## REQUIRED WORK
Only those lines in the data below from the line containing "pub struct Viewport" through the line containing "clamp_lo(position.x, usable.x, usable.right()", both included, should be restated word for word.

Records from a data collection

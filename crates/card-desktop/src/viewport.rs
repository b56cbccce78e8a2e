//! Viewport bounds and geometry clamping
//!
//! The card surface spans the whole browser viewport, but a band at the top
//! and one at the bottom are reserved for global chrome. Cards are kept inside
//! the remaining usable region.

use serde::{Deserialize, Serialize};

use crate::config::ViewportConfig;
use crate::math::{clamp_lo, Rect, Size, Vec2};

/// Viewport dimensions plus reserved chrome bands
#[derive(Clone, Copy, Debug, PartialEq, Serialize, Deserialize)]
pub struct Viewport {
    /// Full viewport size in pixels
    pub size: Size,
    /// Height reserved at the top
    pub top_reserve: f32,
    /// Height reserved at the bottom
    pub bottom_reserve: f32,
}

impl Default for Viewport {
    fn default() -> Self {
        Self::with_config(1920.0, 1080.0, &ViewportConfig::default())
    }
}

impl Viewport {
    /// Create a viewport without reserved bands
    pub fn new(width: f32, height: f32) -> Self {
        Self {
            size: Size::new(width, height),
            top_reserve: 0.0,
            bottom_reserve: 0.0,
        }
    }

    /// Create a viewport using the configured reserved bands
    pub fn with_config(width: f32, height: f32, config: &ViewportConfig) -> Self {
        Self {
            size: Size::new(width, height),
            top_reserve: config.top_reserve,
            bottom_reserve: config.bottom_reserve,
        }
    }

    /// Full viewport rectangle, including reserved bands
    #[inline]
    pub fn bounds(&self) -> Rect {
        Rect::from_pos_size(Vec2::ZERO, self.size)
    }

    /// Region cards may occupy
    pub fn usable_rect(&self) -> Rect {
        let height = (self.size.height - self.top_reserve - self.bottom_reserve).max(0.0);
        Rect::new(0.0, self.top_reserve, self.size.width.max(0.0), height)
    }

    /// Clamp a card origin so a card of `dimensions` stays inside the usable
    /// region. Cards bigger than the region are pinned to its top-left corner.
    pub fn clamp_position(&self, position: Vec2, dimensions: Size) -> Vec2 {
        let usable = self.usable_rect();
        Vec2::new(
            clamp_lo(position.x, usable.x, usable.right() - dimensions.width),
            clamp_lo(position.y, usable.y, usable.bottom() - dimensions.height),
        )
    }

    /// Check that a card rectangle overlaps the usable region
    pub fn intersects_usable(&self, rect: &Rect) -> bool {
        let usable = self.usable_rect();
        if usable.size().is_empty() {
            // Nothing to intersect; only the pinned origin is reachable
            return rect.x <= usable.x && rect.y <= usable.y;
        }
        usable.intersects(rect)
    }
}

## WRITTEN ANSWER
pub struct Viewport {
    /// Full viewport size in pixels
    pub size: Size,
    /// Height reserved at the top
    pub top_reserve: f32,
    /// Height reserved at the bottom
    pub bottom_reserve: f32,
}

impl Default for Viewport {
    fn default() -> Self {
        Self::with_config(1920.0, 1080.0, &ViewportConfig::default())
    }
}

impl Viewport {
    /// Create a viewport without reserved bands
    pub fn new(width: f32, height: f32) -> Self {
        Self {
            size: Size::new(width, height),
            top_reserve: 0.0,
            bottom_reserve: 0.0,
        }
    }

    /// Create a viewport using the configured reserved bands
    pub fn with_config(width: f32, height: f32, config: &ViewportConfig) -> Self {
        Self {
            size: Size::new(width, height),
            top_reserve: config.top_reserve,
            bottom_reserve: config.bottom_reserve,
        }
    }

    /// Full viewport rectangle, including reserved bands
    #[inline]
    pub fn bounds(&self) -> Rect {
        Rect::from_pos_size(Vec2::ZERO, self.size)
    }

    /// Region cards may occupy
    pub fn usable_rect(&self) -> Rect {
        let height = (self.size.height - self.top_reserve - self.bottom_reserve).max(0.0);
        Rect::new(0.0, self.top_reserve, self.size.width.max(0.0), height)
    }

    /// Clamp a card origin so a card of `dimensions` stays inside the usable
    /// region. Cards bigger than the region are pinned to its top-left corner.
    pub fn clamp_position(&self, position: Vec2, dimensions: Size) -> Vec2 {
        let usable = self.usable_rect();
        Vec2::new(
            clamp_lo(position.x, usable.x, usable.right() - dimensions.width),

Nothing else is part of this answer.